The current position of the parties, and the not-too-different approach of past governments from the current one, has cast an air of inconfidence over the Turkish people. The electorate clearly indicates the erosion of trust paralleling the discrepancy of the pledges of candidates for power and action if they come to government. Data by a number of research companies in Turkey corroborate these facts. If the Turkish people go to the ballots today, not only will none of the political parties get the majority of votes but they will also have slid back from their former positions.

Consequently, Turkey's primary problem in the political arena is the need to make do with parties that have lost confidence. This circumstance is reflected in civil society associations, universities, the youth and business circles. Organizations like the Turkish Industrialists and Businessmen's Association (TUSIAD) in particular that see Turkey's predicament conduct research for solutions to problems and convey their suggestions to the public. The parties in power reject all propositions, claiming that they do the best and currying favor with their constituencies, instead of benefitting from debate and seeking solutions.

If we were to list the main causes of the lack of political stability in Turkey, the first would be the low educational level of deputies; second, an electoral system based on money and the decisive role of party leaders; third, the listing of deputies at the level of the districts they represent with respect to promised votes.
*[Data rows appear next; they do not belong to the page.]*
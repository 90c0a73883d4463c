//! Deterministic, offline implementations of the pipeline capabilities.

use city_pulse_report_models::{GENERAL_CATEGORY, Severity};
use city_pulse_signal::mood::extract_topics;
use city_pulse_signal::{AlertPredictor, SentimentClassifier, Summarizer, SummarizerError};
use city_pulse_signal_models::{CandidateEvent, PredictedAlert, Sentiment, SummaryResponse};

/// Canned assessment for a well-known incident kind.
#[derive(Debug, Clone, Copy)]
struct Rule {
    kind: &'static str,
    keywords: &'static [&'static str],
    summary: &'static str,
    severity: Severity,
    outlook: &'static str,
    timeframe: &'static str,
}

const RULES: &[Rule] = &[
    Rule {
        kind: "traffic",
        keywords: &["traffic", "congestion", "jam", "gridlock"],
        summary: "Heavy traffic congestion detected on main arterial road",
        severity: Severity::High,
        outlook: "Likely delay of 30-45 minutes",
        timeframe: "2-3 hours",
    },
    Rule {
        kind: "civic",
        keywords: &["waterlogging", "flood", "garbage", "pothole", "sewage"],
        summary: "Waterlogging reported in residential area",
        severity: Severity::Medium,
        outlook: "May affect morning commute",
        timeframe: "4-6 hours",
    },
    Rule {
        kind: "power",
        keywords: &["power", "electricity", "outage", "blackout"],
        summary: "Power outage affecting commercial district",
        severity: Severity::High,
        outlook: "Restoration expected within 2 hours",
        timeframe: "2 hours",
    },
    Rule {
        kind: "weather",
        keywords: &["rain", "storm", "weather", "visibility", "heat"],
        summary: "Heavy rainfall causing visibility issues",
        severity: Severity::Medium,
        outlook: "Weather to improve by evening",
        timeframe: "4-6 hours",
    },
];

const POSITIVE_WORDS: &[&str] = &[
    "great",
    "amazing",
    "beautiful",
    "good",
    "love",
    "happy",
    "thanks",
    "excellent",
    "smooth",
];

const NEGATIVE_WORDS: &[&str] = &[
    "unbearable",
    "ridiculous",
    "bad",
    "worst",
    "terrible",
    "angry",
    "hate",
    "broken",
];

const CONCERN_WORDS: &[&str] = &[
    "worried",
    "unsafe",
    "danger",
    "flood",
    "waterlogging",
    "concern",
    "fire",
];

const CAUTION_WORDS: &[&str] = &["careful", "caution", "warning", "slippery", "avoid"];

fn rule_for(category: Option<&str>, text: &str) -> Option<&'static Rule> {
    if let Some(category) = category {
        let category = category.to_lowercase();
        if let Some(rule) = RULES.iter().find(|r| r.kind == category) {
            return Some(rule);
        }
    }
    let lower = text.to_lowercase();
    RULES
        .iter()
        .find(|r| r.keywords.iter().any(|k| lower.contains(k)))
}

fn count_hits(text: &str, words: &[&str]) -> usize {
    words.iter().filter(|w| text.contains(*w)).count()
}

/// Keyword-rule summarizer, sentiment classifier and alert predictor.
///
/// Always answers, never performs I/O, and gives the same answer for the
/// same input. Unknown incident kinds get no summary so callers fall back
/// to their own templates.
#[derive(Debug, Clone, Copy, Default)]
pub struct RuleBasedSummarizer;

impl RuleBasedSummarizer {
    /// Creates the summarizer.
    #[must_use]
    pub const fn new() -> Self {
        Self
    }

    /// Classifies `text` by keyword counts.
    ///
    /// Negative wording that repeats a complaint ("again") or shouts ("!")
    /// reads as frustration. Ties resolve to neutral.
    #[must_use]
    pub fn sentiment_of(text: &str) -> Sentiment {
        let lower = text.to_lowercase();
        let scores = [
            (Sentiment::Positive, count_hits(&lower, POSITIVE_WORDS)),
            (Sentiment::Negative, count_hits(&lower, NEGATIVE_WORDS)),
            (Sentiment::Concerned, count_hits(&lower, CONCERN_WORDS)),
            (Sentiment::Cautious, count_hits(&lower, CAUTION_WORDS)),
        ];

        let best = scores.iter().map(|(_, n)| *n).max().unwrap_or(0);
        let mut leaders = scores.iter().filter(|(_, n)| *n == best && best > 0);
        let sentiment = match (leaders.next(), leaders.next()) {
            (Some((sentiment, _)), None) => *sentiment,
            _ => Sentiment::Neutral,
        };

        if sentiment == Sentiment::Negative && (lower.contains("again") || lower.contains('!')) {
            Sentiment::Frustrated
        } else {
            sentiment
        }
    }
}

#[async_trait::async_trait]
impl Summarizer for RuleBasedSummarizer {
    async fn summarize(
        &self,
        text: &str,
        category: Option<&str>,
        area: Option<&str>,
    ) -> Result<SummaryResponse, SummarizerError> {
        let top_issues: Vec<String> = extract_topics(text)
            .into_iter()
            .filter(|t| t != GENERAL_CATEGORY)
            .collect();

        let Some(rule) = rule_for(category, text) else {
            return Ok(SummaryResponse {
                summary: None,
                severity: None,
                top_issues,
            });
        };

        let summary = match area {
            Some(area) => format!("{} in {area}", rule.summary),
            None => rule.summary.to_string(),
        };

        Ok(SummaryResponse {
            summary: Some(summary),
            severity: Some(rule.severity),
            top_issues,
        })
    }
}

#[async_trait::async_trait]
impl SentimentClassifier for RuleBasedSummarizer {
    async fn classify(&self, text: &str) -> Result<Sentiment, SummarizerError> {
        Ok(Self::sentiment_of(text))
    }
}

#[async_trait::async_trait]
impl AlertPredictor for RuleBasedSummarizer {
    async fn predict(
        &self,
        spikes: &[CandidateEvent],
    ) -> Result<Vec<PredictedAlert>, SummarizerError> {
        Ok(spikes
            .iter()
            .filter_map(|spike| {
                let rule = rule_for(Some(spike.category_key()), &spike.joined_descriptions())?;
                #[allow(clippy::cast_precision_loss)]
                let probability = (spike.count() as f64).mul_add(0.1, 0.4).min(0.95);
                Some(PredictedAlert {
                    kind: spike.category_key().to_string(),
                    area: spike.location_key().to_string(),
                    message: rule.outlook.to_string(),
                    probability: Some(probability),
                    timeframe: Some(rule.timeframe.to_string()),
                })
            })
            .collect())
    }
}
All this has pulled down in the last decade and a half the level of politics in Turkey. The lack of quality of the political staff brings on its heel policies of corruption, bribery and favoritism.

Change required for restructuring

TUSIAD, public institutions and nongovernmental associations would like two laws to change in Turkey. The first is the electoral law and the second is the political parties law. The reigning idea is that with this change, the stunted authority and jurisdiction of the parliament as a result of the constitution of 1982 will be expanded, and pressure over its work will lift. Consequently either the numerical alignment or the qualifications of deputies will change. For consecutive coups in Turkey have come with their own constitutions and laws.

A more significant issue is the obstruction of what needs to be done to bar corruption and correct the political structure, since the publication of these facts in the press disconcerts the forces (called the deep state) behind the parties. The problem emerges in the guise of a prohibitive political route spiralling in a vicious circle. The search for the rights and freedoms of individuals leads to heavy prison sentences. When the bright minds of Turkey present their ideas, they are faced with legal arrangements that constitute an element of threat. The power-holders in Turkey are comfortable with the method of determining by themselves the future of Turkey rather than consulting with intellectuals and opinion holders, whom they subject to threatening penalties.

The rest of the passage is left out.